The Second Schedule contains texts from the Geneva Protocol on Arbitration Clauses,1923.
The Third schedule entails the texts which were taken from the Geneva Convention on the Execution of Foreign Arbitral Awards of the year 1927.
While the fourth schedule essentially enabled high courts to fix fees of arbitral tribunals with a suggested model fee. The Fifth schedule ideally specific the grounds which can give rise to justifiable doubts as to the independence or impartiality of arbitrators precisely.
The sixth schedule underlined the circumstances that are likely to affect the independence or impartiality of arbitrators. The fifth and sixth schedules were respectively added through Amendment Act 3 of 2016.
The Seventh schedule mentioned the categories of persons who were permanently ineligible to be actually appointed as arbitrators. At the same time, the eight schedules underlined the qualifications as well as the requisite experience required from arbitrators. The eighth schedule, in turn, was added through Amending Act no.33 of 2019 in the August of 2019.
The amending act 33 of 2019, which was enacted last year in August, a completely new section 87 has been mainly introduced into the 1996 Act which reads as follows:
"Unless the parties otherwise agree, the amendments made to this act by the Arbitration and Conciliation Amendment Act,2015 shall
not altogether apply to the following
(i)arbitral proceedings that had commenced before the commencement of the Arbitration and Conciliation Amendment Act of 2015.

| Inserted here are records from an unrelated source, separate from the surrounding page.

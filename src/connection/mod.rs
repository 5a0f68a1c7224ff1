//! Connection management for a single peripheral link
//!
//! This module handles:
//! - Transport selection (Bluetooth serial or WiFi socket) per manager
//! - Asynchronous connect with close-then-reconnect semantics
//! - The WiFi polling read loop and marker frame decoding
//! - Lifecycle events fanned out to subscribers

mod config;
mod events;
mod manager;

pub use config::{BluetoothConfig, BluetoothMode, ManagerConfig, WifiConfig};
pub use events::{ConnectionEvent, EventBus, EventReceiver};
pub use manager::ConnectionManager;
/// Manages the single logical connection to a peripheral
///
/// All operations return quickly: `connect` starts the open in the
/// background and its outcome arrives as a `Connected` or `Error` event.
/// Events for one connection are ordered: one `Connected`, then messages,
/// then at most one fatal `Error`. Nothing is delivered after `disconnect`.
pub struct ConnectionManager {
    config: ManagerConfig,
    connector: Connector,
    shared: Arc<Shared>,
}

impl ConnectionManager {
    /// Create a manager for the configured transport
    ///
    /// Bluetooth managers use the bridge selected by `config.bluetooth.mode`.
    pub fn new(config: ManagerConfig) -> Self {
        let connector = match config.transport {
            TransportKind::Wifi => Connector::Wifi(Arc::new(
                SocketConnector::new(config.wifi.connect_timeout, config.wifi.read_chunk_size)
                    .with_write_timeout(config.wifi.write_timeout),
            )),
            TransportKind::Bluetooth => {
                let bridge: Arc<dyn SerialDeviceBridge> = match config.bluetooth.mode {
                    #[cfg(feature = "rfcomm")]
                    BluetoothMode::Rfcomm => {
                        Arc::new(crate::transport::RfcommBridge::new(crate::transport::RfcommConfig {
                            channel: config.bluetooth.channel,
                            ..Default::default()
                        }))
                    }
                    BluetoothMode::TcpSimulation => Arc::new(
                        TcpSimulationBridge::new(
                            config.bluetooth.tcp_address.clone(),
                            config.bluetooth.paired.clone(),
                        )
                        .with_connect_timeout(config.bluetooth.connect_timeout),
                    ),
                };
                Connector::Bluetooth(Arc::new(
                    BluetoothConnector::new(bridge)
                        .with_connect_timeout(config.bluetooth.connect_timeout)
                        .with_write_timeout(config.bluetooth.write_timeout),
                ))
            }
        };
        Self::with_connector(config, connector)
    }

    /// Create a Bluetooth manager on a caller-supplied serial bridge
    pub fn with_bridge(mut config: ManagerConfig, bridge: Arc<dyn SerialDeviceBridge>) -> Self {
        config.transport = TransportKind::Bluetooth;
        let connector = Connector::Bluetooth(Arc::new(
            BluetoothConnector::new(bridge)
                .with_connect_timeout(config.bluetooth.connect_timeout)
                .with_write_timeout(config.bluetooth.write_timeout),
        ));
        Self::with_connector(config, connector)
    }

    fn with_connector(config: ManagerConfig, connector: Connector) -> Self {
        let shared = Arc::new(Shared {
            inner: Mutex::new(Inner::new()),
            events: EventBus::new(),
            bridge: connector.bridge(),
        });
        Self {
            config,
            connector,
            shared,
        }
    }

    /// Subscribe to lifecycle events
    pub fn subscribe(&self) -> EventReceiver {
        self.shared.events.subscribe()
    }

    /// The manager configuration
    pub fn config(&self) -> &ManagerConfig {
        &self.config
    }

    /// Current connection state
    pub async fn state(&self) -> ConnectionState {
        self.shared.inner.lock().await.fsm.state()
    }

    /// Handle of the active connection, if any
    pub async fn active_peer(&self) -> Option<PeerHandle> {
        let inner = self.shared.inner.lock().await;
        inner.active.as_ref().map(|a| a.link.peer().clone())
    }

    /// Addresses of registered Bluetooth peers
    pub async fn connected_peers(&self) -> Vec<String> {
        self.shared.inner.lock().await.registry.addresses()
    }

    /// Devices paired with the local radio (empty for WiFi)
    pub async fn paired_devices(&self) -> anyhow::Result<Vec<DeviceSignature>> {
        match &self.shared.bridge {
            Some(bridge) => bridge.paired_devices().await,
            None => Ok(Vec::new()),
        }
    }

    /// Connect to the WiFi peripheral named in the configuration
    pub async fn connect_configured(&self) {
        self.connect(self.config.wifi.target()).await;
    }

    /// Start connecting to `target`
    ///
    /// Any existing connection is closed first. The result is reported
    /// through `Connected` or `Error`.
    pub async fn connect(&self, target: ConnectionTarget) {
        if target.kind() != self.config.transport {
            let error = TransportError::ConnectFailed(format!(
                "manager drives {}, cannot reach {} target {}",
                self.config.transport,
                target.kind(),
                target
            ));
            warn!("[CONN] {}", error);
            self.shared.events.emit(ConnectionEvent::Error(error.to_string()));
            return;
        }

        let (session, released) = {
            let mut inner = self.shared.inner.lock().await;
            let released = inner.release();
            let session = inner.next_session();
            inner.transition(LinkEvent::ConnectRequested);
            (session, released)
        };

        if !released.is_empty() {
            info!("[CONN] Closing previous connection before reconnecting");
        }
        released.close(self.shared.bridge.as_deref()).await;

        let mut inner = self.shared.inner.lock().await;
        if inner.session != session {
            // Disconnected while the old link was closing
            return;
        }

        info!("[CONN] Connecting to {} via {}", target, self.connector.name());
        let device = match &target {
            ConnectionTarget::Bluetooth(signature) => Some(signature.mac.clone()),
            ConnectionTarget::Wifi { .. } => None,
        };
        let shared = self.shared.clone();
        let task = match &self.connector {
            Connector::Wifi(connector) => {
                let connector = connector.clone();
                let settings = ReadSettings {
                    poll_interval: self.config.wifi.poll_interval,
                    markers: self.config.markers,
                };
                tokio::spawn(async move {
                    let result = connector.open(&target).await;
                    shared.finish_socket_open(session, result, settings).await;
                })
            }
            Connector::Bluetooth(connector) => {
                let connector = connector.clone();
                tokio::spawn(async move {
                    let result = connector.open(&target).await;
                    shared.finish_bluetooth_open(session, result).await;
                })
            }
        };
        inner.pending = Some(PendingOpen { task, device });
    }

    /// Send a message over the active connection
    ///
    /// Without an active connection this does nothing and reports nothing.
    /// Write failures are reported as `Error` and do not change state.
    pub async fn send(&self, message: &str) {
        let target = {
            let inner = self.shared.inner.lock().await;
            inner
                .active
                .as_ref()
                .map(|a| (inner.session, a.link.clone()))
        };
        let Some((session, link)) = target else {
            debug!("[CONN] Not connected, dropping outbound message");
            return;
        };

        if let Err(e) = link.send(message).await {
            self.shared.report(session, e).await;
        }
    }

    /// Send a message to a specific registered Bluetooth peer
    pub async fn send_to(&self, device: &DeviceSignature, message: &str) {
        let target = {
            let inner = self.shared.inner.lock().await;
            inner
                .registry
                .find(&device.mac)
                .map(|link| (inner.session, link))
        };
        let Some((session, link)) = target else {
            debug!("[CONN] {} is not connected, dropping message", device);
            return;
        };

        if let Err(e) = link.send(message).await {
            self.shared.report(session, e).await;
        }
    }

    /// Close the active connection and clear the peer registry
    ///
    /// Never raises an `Error` event.
    pub async fn disconnect(&self) {
        self.shared.teardown().await;
    }

    /// Close one registered Bluetooth peer
    ///
    /// When it is the active connection the manager returns to Disconnected.
    pub async fn disconnect_device(&self, device: &DeviceSignature) {
        let (removed, released) = {
            let mut inner = self.shared.inner.lock().await;
            let is_active = inner
                .active
                .as_ref()
                .is_some_and(|a| a.link.peer().address == device.mac);
            if is_active {
                inner.next_session();
                inner.transition(LinkEvent::DisconnectRequested);
                (None, inner.release())
            } else {
                (inner.registry.remove(&device.mac), Released::default())
            }
        };

        if let Some(link) = removed {
            link.close().await;
        }
        released.close(self.shared.bridge.as_deref()).await;
        info!("[CONN] Disconnected {}", device);
    }

    /// Close everything this manager holds
    pub async fn shutdown(&self) {
        self.disconnect().await;
    }
}

impl Drop for ConnectionManager {
    fn drop(&mut self) {
        let shared = self.shared.clone();
        match tokio::runtime::Handle::try_current() {
            Ok(handle) => {
                handle.spawn(async move {
                    shared.teardown().await;
                });
            }
            Err(_) => {
                // No runtime left to close links on; stop the loops so the
                // last references (and sockets) are dropped.
                if let Ok(mut inner) = shared.inner.try_lock() {
                    inner.next_session();
                    let mut released = inner.release();
                    released.stop_reader();
                }
            }
        }
    }
}
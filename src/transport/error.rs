//! Transport error taxonomy

use thiserror::Error;

/// Failures a transport reports to the connection manager
///
/// The `Display` text is what consumers receive in the `Error` event.
#[derive(Error, Debug, Clone, PartialEq, Eq)]
pub enum TransportError {
    #[error("Connect failed: {0}")]
    ConnectFailed(String),

    #[error("Send failed: {0}")]
    SendFailed(String),

    /// The peer went away while the link was open
    #[error("Connection lost")]
    ConnectionLost,

    /// The link was closed locally; never surfaced as an event
    #[error("Transport closed")]
    Closed,
}
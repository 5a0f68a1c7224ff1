pub mod bluetooth;
mod error;
#[cfg(feature = "rfcomm")]
pub mod rfcomm;
pub mod serial;
pub mod tcp;
pub mod tcp_sim;
pub mod traits;

pub use bluetooth::{BluetoothConnector, BluetoothLink};
pub use error::TransportError;
#[cfg(feature = "rfcomm")]
pub use rfcomm::{RfcommBridge, RfcommConfig};
pub use serial::{OpenDevices, SerialDevice, SerialDeviceBridge};
pub use tcp::{SocketConnector, SocketLink};
pub use tcp_sim::TcpSimulationBridge;
pub use traits::{TransportConnector, TransportLink};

(ii) court proceedings which arose out of or in relation to such arbitral proceedings, regardless of whether the said court proceedings have commenced prior to or even after the commencement of the Arbitration and Conciliation Amendment Act,2015.
(b) shall apply only in turn to arbitral proceedings that have commenced on after the commencement of the Arbitration and Conciliation(amendment) act,2015, and to court proceedings which have arisen out of in or even in relation to said arbitral proceedings.
This particular section was severely criticized in the case of BCCI vs Kochi Cricket Pvt. Ltd reported in 2018 (6) SCC 287 by the Supreme Court of India:
Wherein Section 87 was purported to delete altogether section 26 of the Amendment Act of 2015 which has, in turn, resulted in the slowing down of reforms in Arbitration Law.
The Court also subsequently stated that with immediate effect of the proposed Section 87 will put all significant amendments which were made by the amending act of 2015 on a back burner altogether for the moment.
It was subsequently proposed by various legal luminaries that with consideration of the observations made by the Supreme Court of India in 2018 SCC,287, Section 87 should altogether be deleted so that Section 26 of the Amendment Act of 2015- Act 3 of 2016 by furthering comprehensive arbitral reforms gets restored altogether.